In a poll conducted for the American for Tax Reform Foundation by Wilson Perkins Allen Opinion Research, likely voters overwhelmingly support a new and innovative solution to America’s dentist shortage. In what has been called a “big idea” for social change, a new type of mid-level dental practitioners has emerged as a possible way to reduce health care costs while increasing access to care for millions of Americans seeking dental services throughout the United States.
Like dental hygienists, “dental therapists” or “dental hygiene practitioners” work under the supervision of dentists with collaborative agreements that allow them to provide an expanded list of services to patients. Governor Paul LePage (R-Maine) and former Governor Tim Pawlenty (R-Minn.) were the first to sign legislation permitting the creation of these mid-level practitioners in their states.
Conducted at the end of June, the ATRF poll found that 79% of likely voters support the creation of mid-level providers that could perform dental care services such as basic extractions and hygiene plans.
In analyzing the results, WPA Opinion Research concluded,
“This support extends across all key demographic groups including men and women of all ages, Republicans, Independents, Democrats, white, and Hispanic voters. The support for such a process extends across a wide swath of Americans, regardless of political affiliation, ethnicity or gender.

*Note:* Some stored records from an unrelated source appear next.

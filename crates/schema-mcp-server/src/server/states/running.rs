use rmcp::model::{
    CallToolRequestParam, CallToolResult, ErrorCode, GetPromptRequestParam, GetPromptResult,
    Implementation, JsonObject, ListPromptsResult, ListToolsResult, PaginatedRequestParam,
    PromptsCapability, ServerCapabilities, ServerInfo, SetLevelRequestParam, ToolsCapability,
};
use rmcp::{RoleServer, ServerHandler, service::RequestContext};
use serde_json::Value;
use tokio_util::sync::CancellationToken;
use tracing::debug;

use crate::errors::McpError;
use crate::prompts::GraphqlPrompt;
use crate::server_info::ServerInfoConfig;
use crate::tools::introspect_schema::{INTROSPECT_SCHEMA_TOOL_NAME, IntrospectSchema};

#[derive(Clone)]
pub(super) struct Running {
    pub(super) introspect_tool: IntrospectSchema,
    pub(super) prompt: GraphqlPrompt,
    pub(super) server_info: ServerInfoConfig,
    pub(super) cancellation_token: CancellationToken,
}

impl Running {
    fn list_tools_impl(&self) -> ListToolsResult {
        ListToolsResult {
            meta: None,
            next_cursor: None,
            tools: vec![self.introspect_tool.tool.clone()],
        }
    }

    async fn call_tool_impl(
        &self,
        tool_name: &str,
        arguments: Option<JsonObject>,
    ) -> Result<CallToolResult, McpError> {
        if tool_name == INTROSPECT_SCHEMA_TOOL_NAME {
            self.introspect_tool
                .execute(convert_arguments(arguments)?)
                .await
        } else {
            Err(tool_not_found(tool_name))
        }
    }

    fn list_prompts_impl(&self) -> ListPromptsResult {
        ListPromptsResult {
            meta: None,
            next_cursor: None,
            prompts: vec![self.prompt.prompt.clone()],
        }
    }

    fn get_prompt_impl(
        &self,
        prompt_name: &str,
        arguments: Option<&JsonObject>,
    ) -> Result<GetPromptResult, McpError> {
        if prompt_name == self.prompt.name() {
            self.prompt.get(arguments)
        } else {
            Err(McpError::new(
                ErrorCode::INVALID_PARAMS,
                format!("Prompt {prompt_name} not found"),
                None,
            ))
        }
    }
}

impl ServerHandler for Running {
    #[tracing::instrument(skip_all, fields(tool = %request.name))]
    async fn call_tool(
        &self,
        request: CallToolRequestParam,
        _context: RequestContext<RoleServer>,
    ) -> Result<CallToolResult, McpError> {
        let result = self
            .call_tool_impl(&request.name, request.arguments)
            .await;
        debug!(
            success = result.as_ref().is_ok_and(|r| r.is_error != Some(true)),
            "Tool call finished"
        );
        result
    }

    #[tracing::instrument(skip_all)]
    async fn list_tools(
        &self,
        _request: Option<PaginatedRequestParam>,
        _context: RequestContext<RoleServer>,
    ) -> Result<ListToolsResult, McpError> {
        Ok(self.list_tools_impl())
    }

    #[tracing::instrument(skip_all)]
    async fn list_prompts(
        &self,
        _request: Option<PaginatedRequestParam>,
        _context: RequestContext<RoleServer>,
    ) -> Result<ListPromptsResult, McpError> {
        Ok(self.list_prompts_impl())
    }

    #[tracing::instrument(skip_all, fields(prompt = %request.name))]
    async fn get_prompt(
        &self,
        request: GetPromptRequestParam,
        _context: RequestContext<RoleServer>,
    ) -> Result<GetPromptResult, McpError> {
        self.get_prompt_impl(&request.name, request.arguments.as_ref())
    }

    async fn set_level(
        &self,
        request: SetLevelRequestParam,
        _context: RequestContext<RoleServer>,
    ) -> Result<(), McpError> {
        debug!(level = ?request.level, "Client requested a log level");
        Ok(())
    }

    fn get_info(&self) -> ServerInfo {
        let capabilities = ServerCapabilities {
            logging: Some(JsonObject::new()),
            tools: Some(ToolsCapability {
                list_changed: Some(false),
            }),
            prompts: Some(PromptsCapability {
                list_changed: Some(false),
            }),
            ..Default::default()
        };

        ServerInfo {
            server_info: Implementation {
                name: self.server_info.name(),
                description: None,
                icons: None,
                title: self.server_info.title(),
                version: self.server_info.version(),
                website_url: self.server_info.website_url(),
            },
            capabilities,
            ..Default::default()
        }
    }
}

fn tool_not_found(name: &str) -> McpError {
    McpError::new(
        ErrorCode::METHOD_NOT_FOUND,
        format!("Tool {name} not found"),
        None,
    )
}

fn convert_arguments<T: serde::de::DeserializeOwned>(
    arguments: Option<JsonObject>,
) -> Result<T, McpError> {
    serde_json::from_value(Value::from(arguments))
        .map_err(|_| McpError::new(ErrorCode::INVALID_PARAMS, "Invalid input".to_string(), None))
}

77% of Republicans, 80% of Independents, and 80% of Democrats support the process of creating these new positions, which takes an act of the legislature in most cases. Additionally, 58% of voters strongly support this position, “illustrating that the support is not just casual and implementing this process would be welcomed by voters across the country.”

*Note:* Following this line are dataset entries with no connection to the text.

//! Plain-text rendering of schema types, fields and root operations.

use itertools::Itertools;
use serde_json::Value;

use crate::model::{FieldDescriptor, InputValueDescriptor, TypeDescriptor, TypeKind, TypeRef};
use crate::select::truncate;

/// Type descriptions longer than this many characters are cut and marked with `...`
const TYPE_DESCRIPTION_LIMIT: usize = 150;

/// Operation descriptions longer than this many characters are cut and marked with `...`
const OPERATION_DESCRIPTION_LIMIT: usize = 100;

/// Render a type reference as a GraphQL type signature, e.g. `[Product!]!`.
///
/// A missing reference, or the missing target of a wrapper, renders as `null`.
pub fn render_type_ref(type_ref: Option<&TypeRef>) -> String {
    match type_ref {
        None => "null".to_string(),
        Some(TypeRef::NonNull(of_type)) => format!("{}!", render_type_ref(of_type.as_deref())),
        Some(TypeRef::List(of_type)) => format!("[{}]", render_type_ref(of_type.as_deref())),
        Some(TypeRef::Named(name)) => name.as_deref().unwrap_or("null").to_string(),
    }
}

/// `name: Type`, followed by ` = default` when the argument has a default value.
pub fn render_arg(arg: &InputValueDescriptor) -> String {
    let mut rendered = format!(
        "{}: {}",
        display_name(arg.name.as_deref()),
        render_type_ref(arg.ty.as_ref())
    );
    if let Some(default_value) = &arg.default_value {
        rendered.push_str(" = ");
        match default_value {
            Value::String(value) => rendered.push_str(value),
            other => rendered.push_str(&other.to_string()),
        }
    }
    rendered
}

/// A single indented field line: `  name(args): Type @deprecated (reason)`
pub fn render_field(field: &FieldDescriptor) -> String {
    field_line(
        field.name.as_deref(),
        &field.args,
        field.ty.as_ref(),
        field.is_deprecated,
        field.deprecation_reason.as_deref(),
    )
}

fn render_input_field(field: &InputValueDescriptor) -> String {
    field_line(
        field.name.as_deref(),
        &[],
        field.ty.as_ref(),
        field.is_deprecated,
        field.deprecation_reason.as_deref(),
    )
}

fn field_line(
    name: Option<&str>,
    args: &[InputValueDescriptor],
    ty: Option<&TypeRef>,
    is_deprecated: bool,
    deprecation_reason: Option<&str>,
) -> String {
    let mut line = format!("  {}", display_name(name));
    if !args.is_empty() {
        line.push('(');
        line.push_str(&args.iter().map(render_arg).join(", "));
        line.push(')');
    }
    line.push_str(": ");
    line.push_str(&render_type_ref(ty));

    if is_deprecated {
        line.push_str(" @deprecated");
        if let Some(reason) = deprecation_reason.filter(|reason| !reason.is_empty()) {
            line.push_str(&format!(" ({reason})"));
        }
    }
    line
}

/// Render a schema type with its description, interfaces and at most `max_fields` fields.
pub fn render_type(ty: &TypeDescriptor, max_fields: usize) -> String {
    let mut lines = vec![format!("{} {}", ty.kind, display_name(ty.name.as_deref()))];

    if let Some(description) = flatten_description(ty.description.as_deref(), TYPE_DESCRIPTION_LIMIT)
    {
        lines.push(format!("  Description: {description}"));
    }

    if !ty.interfaces.is_empty() {
        lines.push(format!(
            "  Implements: {}",
            ty.interfaces
                .iter()
                .map(|interface| interface.name.as_deref().unwrap_or_default())
                .join(", ")
        ));
    }

    if ty.kind == TypeKind::InputObject && !ty.input_fields.is_empty() {
        lines.push("  Input Fields:".to_string());
        let shown = truncate(ty.input_fields.iter().collect(), max_fields);
        lines.extend(shown.items.iter().map(|field| render_input_field(field)));
        if shown.was_truncated {
            lines.push(format!("  ... and {} more input fields", shown.omitted()));
        }
    } else if !ty.fields.is_empty() {
        lines.push("  Fields:".to_string());
        let shown = truncate(ty.fields.iter().collect(), max_fields);
        lines.extend(shown.items.iter().map(|field| render_field(field)));
        if shown.was_truncated {
            lines.push(format!("  ... and {} more fields", shown.omitted()));
        }
    }

    lines.join("\n")
}

/// Render a query or mutation with its description, arguments and return type.
pub fn render_operation(operation: &FieldDescriptor) -> String {
    let mut lines = vec![display_name(operation.name.as_deref()).to_string()];

    if let Some(description) = flatten_description(
        operation.description.as_deref(),
        OPERATION_DESCRIPTION_LIMIT,
    ) {
        lines.push(format!("  Description: {description}"));
    }

    if !operation.args.is_empty() {
        lines.push("  Arguments:".to_string());
        lines.extend(
            operation
                .args
                .iter()
                .map(|arg| format!("    {}", render_arg(arg))),
        );
    }

    lines.push(format!(
        "  Returns: {}",
        render_type_ref(operation.ty.as_ref())
    ));

    lines.join("\n")
}

fn display_name(name: Option<&str>) -> &str {
    name.unwrap_or("null")
}

/// Put a description on one line and cap its length.
fn flatten_description(description: Option<&str>, limit: usize) -> Option<String> {
    let flattened = description
        .filter(|description| !description.is_empty())?
        .replace('\n', " ");
    if flattened.chars().count() > limit {
        let mut cut: String = flattened.chars().take(limit).collect();
        cut.push_str("...");
        Some(cut)
    } else {
        Some(flattened)
    }
}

In an article for the Wall Street Journal titled, “You Don’t Need to Be a Dentist to Fill a Cavity,” Reason.com reporter Eric Boehm recently explained the issue and some of it’s misguided opponents:
“Other states are considering dental therapy, but professional associations of dentists stand opposed. Take Michigan, where state Sen. Mike Shirkey introduced a dental therapy bill in June. Shortly thereafter, the Michigan Dental Association urged its members to oppose the bill. The association says that Michigan already has 7,500 dentists and 10,300 hygienists, which it insists should be enough to cover the state’s needs.”
In an interview with Wendell Potter at the Huffington Post, ATR president Grover Norquist went further in explaining ATR’s interest in this issue:
“When I asked Norquist recently why he has gotten involved in the fight to expand the dental workforce to include mid-levels—often called dental therapists—he told me it’s because, in his view, opponents are engaging in tactics to preserve a profitable status quo at the expense of millions of Americans. To him, this smacks of “crony capitalism” in which businesses and professionals exert influence on government officials, usually through campaign contributions and lobbyists, to get favorable treatment.”

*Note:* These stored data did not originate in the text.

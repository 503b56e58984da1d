use std::path::PathBuf;

use anyhow::Context as _;
use clap::Parser;
use clap::builder::Styles;
use clap::builder::styling::{AnsiColor, Effects};
use schema_mcp_runtime::{Config, read_config, read_config_from_env};
use schema_mcp_server::schema_source::SchemaSource;
use schema_mcp_server::server::Server;
use tracing::info;
use tracing_subscriber::layer::SubscriberExt as _;
use tracing_subscriber::util::SubscriberInitExt as _;

/// Clap styling
const STYLES: Styles = Styles::styled()
    .header(AnsiColor::Green.on_default().effects(Effects::BOLD))
    .usage(AnsiColor::Green.on_default().effects(Effects::BOLD))
    .literal(AnsiColor::Cyan.on_default().effects(Effects::BOLD))
    .placeholder(AnsiColor::Cyan.on_default());

/// Arguments to the MCP server
#[derive(Debug, Parser)]
#[command(
    version,
    styles = STYLES,
    about = "GraphQL Schema MCP Server - search a GraphQL schema from an AI agent",
)]
struct Args {
    /// Path to the config file. Without one, configuration is read from `SCHEMA_MCP_*`
    /// environment variables.
    config: Option<PathBuf>,
}

#[tokio::main]
async fn main() -> anyhow::Result<()> {
    let config: Config = match Args::parse().config {
        Some(path) => read_config(&path)
            .with_context(|| format!("Invalid configuration in {}", path.display()))?,
        None => read_config_from_env().context("Invalid configuration from environment")?,
    };

    let (layer, _guard) = config.logging.layer();
    tracing_subscriber::registry()
        .with(layer)
        .with(config.logging.env_filter()?)
        .try_init()?;

    info!(
        "GraphQL Schema MCP Server v{} // searching the {} schema at {}",
        env!("CARGO_PKG_VERSION"),
        config.api_name,
        config.schema.display(),
    );

    Server::builder()
        .transport(config.transport)
        .schema_source(SchemaSource::new(config.schema))
        .api_name(config.api_name)
        .search(config.search)
        .prompt(config.prompt)
        .server_info(config.server_info)
        .build()
        .start()
        .await?;

    Ok(())
}
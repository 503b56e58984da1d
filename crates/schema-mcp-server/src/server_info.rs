use schemars::JsonSchema;
use serde::Deserialize;

/// Server metadata configuration
#[derive(Debug, Clone, Default, Deserialize, JsonSchema)]
#[serde(default)]
pub struct ServerInfoConfig {
    /// The name of the MCP server implementation
    pub name: Option<String>,

    /// The version of the MCP server implementation
    pub version: Option<String>,

    /// Human-readable title for the server
    pub title: Option<String>,

    /// URL to the server's website or documentation
    pub website_url: Option<String>,
}

impl ServerInfoConfig {
    pub fn name(&self) -> String {
        self.name.clone().unwrap_or_else(|| "schema-mcp".to_string())
    }

    pub fn version(&self) -> String {
        self.version
            .clone()
            .unwrap_or_else(|| env!("CARGO_PKG_VERSION").to_string())
    }

    pub fn title(&self) -> Option<String> {
        self.title
            .clone()
            .or_else(|| Some("GraphQL Schema MCP Server".to_string()))
    }

    pub fn website_url(&self) -> Option<String> {
        self.website_url.clone()
    }
}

Of the opportunities these new mid-level dental practitioner positions present, Grover went on to note:
“It’s going to have significant pay off, not only for people trying to move ahead in their careers and for consumers who need dental care” but also for dentists, who, Norquist notes, will be able to spend more time doing more complex, higher end procedures.”
While the states have grappled with implementing a wide range of federal health care mandates, questions about rising costs the next steps in health care reform have lingered in Washington. Fortunately, states don’t have to wait to act. Efforts to expand the scope of practice for dental hygienists with this new position do present great promise for qualified dental professionals and the millions of Americans interested in taking advantage of the services they can provide.